### WHAT IS REQUIRED
The listing below must be duplicated in full, with nothing altered.

### EXTRACTED MATERIAL
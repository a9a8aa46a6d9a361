// SPDX-License-Identifier: Apache-2.0
// Copyright 2025 ONAP Contributors
//
// Licensed under the Apache License, Version 2.0 (the "License");
// you may not use this file except in compliance with the License.
// You may obtain a copy of the License at
//
//     http://www.apache.org/licenses/LICENSE-2.0
//
// Unless required by applicable law or agreed to in writing, software
// distributed under the License is distributed on an "AS IS" BASIS,
// WITHOUT WARRANTIES OR CONDITIONS OF ANY KIND, either express or implied.
// See the License for the specific language governing permissions and
// limitations under the License.

//! Per-request CMP metadata.
//!
//! [`CmpRequestMetadata`] gathers everything a single CMP exchange needs
//! beyond the key material: the names that go into header and template, the
//! CA credentials, and an optional requested validity window. It is assembled
//! once per request and never mutated.

use std::time::SystemTime;

use url::Url;
use x509_cert::ext::pkix::name::GeneralName;
use x509_cert::name::Name;

use crate::config::{CaMode, CaRecord};
use crate::csr::CsrModel;
use crate::error::{CmpError, Result};

/// Immutable inputs of one CMP exchange.
#[derive(Clone, Debug)]
pub struct CmpRequestMetadata {
    subject: Name,
    sans: Vec<GeneralName>,
    issuer: Name,
    ca_url: Url,
    iak: String,
    rv: String,
    ca_mode: CaMode,
    not_before: Option<SystemTime>,
    not_after: Option<SystemTime>,
}

impl CmpRequestMetadata {
    /// Assemble metadata from a decoded CSR and the CA record.
    ///
    /// The subject and SANs are taken from the CSR in their original order;
    /// issuer, URL, and credentials come verbatim from the record.
    pub fn assemble(csr: &CsrModel, ca: &CaRecord) -> Result<Self> {
        Ok(Self {
            subject: csr.subject().clone(),
            sans: csr.sans().to_vec(),
            issuer: ca.issuer_name()?,
            ca_url: ca.url.clone(),
            iak: ca.authentication.iak.clone(),
            rv: ca.authentication.rv.clone(),
            ca_mode: ca.ca_mode,
            not_before: None,
            not_after: None,
        })
    }

    /// Attach a requested validity window.
    ///
    /// Fails if `not_before` lies after `not_after`.
    pub fn with_validity(
        mut self,
        not_before: Option<SystemTime>,
        not_after: Option<SystemTime>,
    ) -> Result<Self> {
        if let (Some(before), Some(after)) = (not_before, not_after) {
            if before > after {
                return Err(CmpError::protocol(
                    "Requested notBefore date is set after the notAfter date",
                ));
            }
        }
        self.not_before = not_before;
        self.not_after = not_after;
        Ok(self)
    }

    /// Subject name for template and header sender.
    pub fn subject(&self) -> &Name {
        &self.subject
    }

    /// Subject alternative names for the template.
    pub fn sans(&self) -> &[GeneralName] {
        &self.sans
    }

    /// Issuer name for template and header recipient.
    pub fn issuer(&self) -> &Name {
        &self.issuer
    }

    /// CMP endpoint of the CA.
    pub fn ca_url(&self) -> &Url {
        &self.ca_url
    }

    /// Initial authentication key for MAC protection.
    pub fn iak(&self) -> &str {
        &self.iak
    }

    /// Reference value sent as the senderKID.
    pub fn rv(&self) -> &str {
        &self.rv
    }

    /// Mode of the CA this request goes to.
    pub fn ca_mode(&self) -> CaMode {
        self.ca_mode
    }

    /// Requested start of validity, if any.
    pub fn not_before(&self) -> Option<SystemTime> {
        self.not_before
    }

    /// Requested end of validity, if any.
    pub fn not_after(&self) -> Option<SystemTime> {
        self.not_after
    }
}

### RESULT OF THE EXERCISE
repository a9a8aa46a6d9a361
// SPDX-License-Identifier: Apache-2.0
// Copyright 2025 ONAP Contributors
//
// Licensed under the Apache License, Version 2.0 (the "License");
// you may not use this file except in compliance with the License.
// You may obtain a copy of the License at
//
//     http://www.apache.org/licenses/LICENSE-2.0
//
// Unless required by applicable law or agreed to in writing, software
// distributed under the License is distributed on an "AS IS" BASIS,
// WITHOUT WARRANTIES OR CONDITIONS OF ANY KIND, either express or implied.
// See the License for the specific language governing permissions and
// limitations under the License.

//! Per-request CMP metadata.
//!
//! [`CmpRequestMetadata`] gathers everything a single CMP exchange needs
//! beyond the key material: the names that go into header and template, the
//! CA credentials, and an optional requested validity window. It is assembled
//! once per request and never mutated.

use std::time::SystemTime;

use url::Url;
use x509_cert::ext::pkix::name::GeneralName;
use x509_cert::name::Name;

use crate::config::{CaMode, CaRecord};
use crate::csr::CsrModel;
use crate::error::{CmpError, Result};

/// Immutable inputs of one CMP exchange.
#[derive(Clone, Debug)]
pub struct CmpRequestMetadata {
    subject: Name,
    sans: Vec<GeneralName>,
    issuer: Name,
    ca_url: Url,
    iak: String,
    rv: String,
    ca_mode: CaMode,
    not_before: Option<SystemTime>,
    not_after: Option<SystemTime>,
}

impl CmpRequestMetadata {
    /// Assemble metadata from a decoded CSR and the CA record.
    ///
    /// The subject and SANs are taken from the CSR in their original order;
    /// issuer, URL, and credentials come verbatim from the record.
    pub fn assemble(csr: &CsrModel, ca: &CaRecord) -> Result<Self> {
        Ok(Self {
            subject: csr.subject().clone(),
            sans: csr.sans().to_vec(),
            issuer: ca.issuer_name()?,
            ca_url: ca.url.clone(),
            iak: ca.authentication.iak.clone(),
            rv: ca.authentication.rv.clone(),
            ca_mode: ca.ca_mode,
            not_before: None,
            not_after: None,
        })
    }

    /// Attach a requested validity window.
    ///
    /// Fails if `not_before` lies after `not_after`.
    pub fn with_validity(
        mut self,
        not_before: Option<SystemTime>,
        not_after: Option<SystemTime>,
    ) -> Result<Self> {
        if let (Some(before), Some(after)) = (not_before, not_after) {
            if before > after {
                return Err(CmpError::protocol(
                    "Requested notBefore date is set after the notAfter date",
                ));
            }
        }
        self.not_before = not_before;
        self.not_after = not_after;
        Ok(self)
    }

    /// Subject name for template and header sender.
    pub fn subject(&self) -> &Name {
        &self.subject
    }

    /// Subject alternative names for the template.
    pub fn sans(&self) -> &[GeneralName] {
        &self.sans
    }

    /// Issuer name for template and header recipient.
    pub fn issuer(&self) -> &Name {
        &self.issuer
    }

    /// CMP endpoint of the CA.
    pub fn ca_url(&self) -> &Url {
        &self.ca_url
    }

    /// Initial authentication key for MAC protection.
    pub fn iak(&self) -> &str {
        &self.iak
    }

    /// Reference value sent as the senderKID.
    pub fn rv(&self) -> &str {
        &self.rv
    }

    /// Mode of the CA this request goes to.
    pub fn ca_mode(&self) -> CaMode {
        self.ca_mode
    }

    /// Requested start of validity, if any.
    pub fn not_before(&self) -> Option<SystemTime> {
        self.not_before
    }

    /// Requested end of validity, if any.
    pub fn not_after(&self) -> Option<SystemTime> {
        self.not_after
    }
}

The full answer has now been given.